As noted in a post yesterday, Donald Trump represents the end result of the Republican Party's years of fear mongering against blacks, gays, non-Christians, Muslims and anyone else the largely lily white GOP base deems to be "other." Now, these authoritarian loving sheeple are looking for a dictatorial strong man to protect them from the many menaces that the GOP has fabricated and preached against for years. Now, having created the atmosphere for the rise of someone like Trump - or Hitler in 1930's Germany - the GOP is desperate to find someone who can defeat the Frankenstein monster that has been created. As a column in the Washington Post notes, there seems to be no one up to that challenge. Here are column highlights:
The Republican Party is on the verge of being taken over by an egomaniac who appeals to the nation’s darkest impulses. Yet Donald Trump’s foes are splintered, tactically but also philosophically.

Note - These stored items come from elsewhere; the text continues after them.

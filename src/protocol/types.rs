//! RESP (Redis Serialization Protocol) Value Tree
//!
//! This module defines the decoded form of RESP values as they travel
//! through the splitter. Frames are parsed and serialized by the
//! front-end codec; the splitter only builds and inspects trees.
//!
//! ## Variants
//!
//! - Simple String: `+OK`
//! - Error: `-upstream failure`
//! - Integer: `:1000`
//! - Bulk String: `$5 hello`
//! - Array: `*2 [$3 GET, $4 name]`
//! - Null: `$-1`

use bytes::Bytes;
use std::fmt;

/// The canonical acknowledgement text.
pub const OK: &str = "OK";

/// Represents a value in the RESP protocol.
///
/// Used both for incoming client commands (always an array of bulk
/// strings once validated) and for replies coming back from shards.
#[derive(Debug, Clone, PartialEq, Eq)]
pub enum RespValue {
    /// Non-binary safe status reply, e.g. `OK`.
    SimpleString(String),

    /// Error reply. The message is sent verbatim to the client.
    Error(String),

    /// 64-bit signed integers.
    Integer(i64),

    /// Binary-safe string.
    BulkString(Bytes),

    /// Null value (null bulk string or null array)
    Null,

    /// Arrays can contain any RESP type, including nested arrays.
    Array(Vec<RespValue>),
}

impl RespValue {
    /// Creates a new simple string value.
    ///
    /// # Example
    /// ```
    /// use flashsplit::protocol::types::RespValue;
    /// let ok = RespValue::simple_string("OK");
    /// ```
    pub fn simple_string(s: impl Into<String>) -> Self {
        RespValue::SimpleString(s.into())
    }

    /// Creates a new error value.
    ///
    /// # Example
    /// ```
    /// use flashsplit::protocol::types::RespValue;
    /// let err = RespValue::error("upstream failure");
    /// assert!(err.is_error());
    /// ```
    pub fn error(s: impl Into<String>) -> Self {
        RespValue::Error(s.into())
    }

    /// Creates a new integer value.
    pub fn integer(n: i64) -> Self {
        RespValue::Integer(n)
    }

    /// Creates a new bulk string value.
    ///
    /// # Example
    /// ```
    /// use flashsplit::protocol::types::RespValue;
    /// use bytes::Bytes;
    /// let bulk = RespValue::bulk_string(Bytes::from("hello"));
    /// assert_eq!(bulk.as_bulk(), Some(&b"hello"[..]));
    /// ```
    pub fn bulk_string(data: impl Into<Bytes>) -> Self {
        RespValue::BulkString(data.into())
    }

    /// Creates a null value.
    pub fn null() -> Self {
        RespValue::Null
    }

    /// Creates an array value.
    pub fn array(values: Vec<RespValue>) -> Self {
        RespValue::Array(values)
    }

    /// Builds a command array out of bulk strings.
    ///
    /// # Example
    /// ```
    /// use flashsplit::protocol::types::RespValue;
    /// let cmd = RespValue::command(["get", "name"]);
    /// assert_eq!(cmd.as_array().map(|a| a.len()), Some(2));
    /// ```
    pub fn command<I, T>(parts: I) -> Self
    where
        I: IntoIterator<Item = T>,
        T: Into<Bytes>,
    {
        RespValue::Array(
            parts
                .into_iter()
                .map(|p| RespValue::BulkString(p.into()))
                .collect(),
        )
    }

    /// Common reply for successful writes
    pub fn ok() -> Self {
        RespValue::SimpleString(OK.to_string())
    }

    /// Returns true if this value is null.
    pub fn is_null(&self) -> bool {
        matches!(self, RespValue::Null)
    }

    /// Returns true if this value is an error.
    pub fn is_error(&self) -> bool {
        matches!(self, RespValue::Error(_))
    }

    /// Returns true if this value is the `OK` status reply.
    pub fn is_ok(&self) -> bool {
        matches!(self, RespValue::SimpleString(s) if s == OK)
    }

    /// Attempts to extract the inner string from SimpleString or BulkString.
    pub fn as_str(&self) -> Option<&str> {
        match self {
            RespValue::SimpleString(s) => Some(s),
            RespValue::BulkString(b) => std::str::from_utf8(b).ok(),
            _ => None,
        }
    }

    /// Attempts to extract the inner bytes from BulkString.
    pub fn as_bulk(&self) -> Option<&[u8]> {
        match self {
            RespValue::BulkString(b) => Some(b),
            _ => None,
        }
    }

    /// Attempts to extract the inner integer.
    pub fn as_integer(&self) -> Option<i64> {
        match self {
            RespValue::Integer(n) => Some(*n),
            _ => None,
        }
    }

    /// Attempts to extract the inner array.
    pub fn as_array(&self) -> Option<&[RespValue]> {
        match self {
            RespValue::Array(arr) => Some(arr),
            _ => None,
        }
    }

    /// Consumes self and returns the inner array if this is an Array variant.
    pub fn into_array(self) -> Option<Vec<RespValue>> {
        match self {
            RespValue::Array(arr) => Some(arr),
            _ => None,
        }
    }
}

/// Single-line rendering used in log lines, e.g. `["get", "a"]`.
impl fmt::Display for RespValue {
    fn fmt(&self, f: &mut fmt::Formatter<'_>) -> fmt::Result {
        match self {
            RespValue::SimpleString(s) => write!(f, "\"{}\"", s),
            RespValue::Error(s) => write!(f, "\"{}\"", s),
            RespValue::Integer(n) => write!(f, "{}", n),
            RespValue::BulkString(data) => match std::str::from_utf8(data) {
                Ok(s) => write!(f, "\"{}\"", s),
                Err(_) => write!(f, "<{} bytes>", data.len()),
            },
            RespValue::Null => write!(f, "null"),
            RespValue::Array(values) => {
                write!(f, "[")?;
                for (i, v) in values.iter().enumerate() {
                    if i > 0 {
                        write!(f, ", ")?;
                    }
                    write!(f, "{}", v)?;
                }
                write!(f, "]")
            }
        }
    }
}

#[cfg(test)]
mod tests {
    use super::*;

    #[test]
    fn test_command_builder() {
        let value = RespValue::command(["GET", "name"]);
        assert_eq!(
            value,
            RespValue::array(vec![
                RespValue::bulk_string(Bytes::from("GET")),
                RespValue::bulk_string(Bytes::from("name")),
            ])
        );
    }

    #[test]
    fn test_ok_detection() {
        assert!(RespValue::ok().is_ok());
        assert!(!RespValue::simple_string("PONG").is_ok());
        assert!(!RespValue::bulk_string(Bytes::from("OK")).is_ok());
    }

    #[test]
    fn test_accessors() {
        assert_eq!(RespValue::integer(7).as_integer(), Some(7));
        assert_eq!(RespValue::null().as_integer(), None);
        assert_eq!(RespValue::bulk_string("k").as_bulk(), Some(&b"k"[..]));
        assert_eq!(RespValue::simple_string("k").as_bulk(), None);
        assert_eq!(RespValue::bulk_string("k").as_str(), Some("k"));
    }

    #[test]
    fn test_display_is_single_line() {
        let value = RespValue::array(vec![
            RespValue::bulk_string(Bytes::from("mget")),
            RespValue::integer(3),
            RespValue::null(),
            RespValue::array(vec![RespValue::error("upstream failure")]),
        ]);
        assert_eq!(
            value.to_string(),
            r#"["mget", 3, null, ["upstream failure"]]"#
        );
    }

    #[test]
    fn test_display_binary_bulk() {
        let value = RespValue::bulk_string(Bytes::from_static(&[0xff, 0xfe]));
        assert_eq!(value.to_string(), "<2 bytes>");
    }
}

It doesn’t help that each of his three serious challengers is a flawed alternative. None is sufficiently dominant to force the others aside.
Sen. Ted Cruz (R-Tex.) has the most legitimate claim as a Trump-slayer. He’s now beaten him in four contests. Yet Cruz is so disliked by so many party leaders that they have refused to rally behind him. Indeed, many in the GOP view Cruz as being nearly as vulnerable to Hillary Clinton as Trump is.
The Republican establishment plainly prefers Sen. Marco Rubio (R-Fla.), but voters have not gone along. Rubio did manage to win the Minnesota caucuses. But he ran third in eight of the other 10 states that voted Tuesday and has lost 14 times since the nomination battle began.
Ohio Gov. John Kasich may well be the party’s strongest potential general-election candidate. But his relative moderation has marginalized him in an increasingly right-wing party.
But the difficulty Republicans have in identifying a single candidate to take Trump down speaks to a deeper problem. Its leaders have yet to decide whether Trump’s greatest sin is that he exploits bigotry or that he fails to bow to conservative ideological orthodoxy.
While conservatives such as Sen. Ben Sasse (R-Neb.) have brought the two strands together, there is ambivalence about how to go after Trump because the party itself has often played at backlash politics around race and immigration — and because, throughout President Obama’s tenure, it has embraced Trump as an ally in stirring resentment on the far right.
Moreover, some of Trump’s most extreme positions have won wide approval from the Republican rank-and-file. For example, exit polls reported by CNN and The Post found broad backing for his temporary ban on Muslims from entering the United States: It was favored by 78 percent of Republican primary voters in Alabama, 67 percent in Texas and 63 percent in Virginia.
It’s true that anti-Trump Republicans found common ground in excoriating Trump for his equivocation in condemning the Ku Klux Klan and the racist leader David Duke. “This party does not prey on people’s prejudices,” insisted House Speaker Paul Ryan (R-Wis.) . In fact, the party has subtly and not so subtly played on racial resentment — birtherism, the claim that Obama is a Muslim, Ronald Reagan’s famous “welfare queen” reference — for decades. Trump is just cruder about it.
And blocking Trump now would enrage his army of followers and prove to them that the party is every bit as distant from their concerns as their hero has been saying.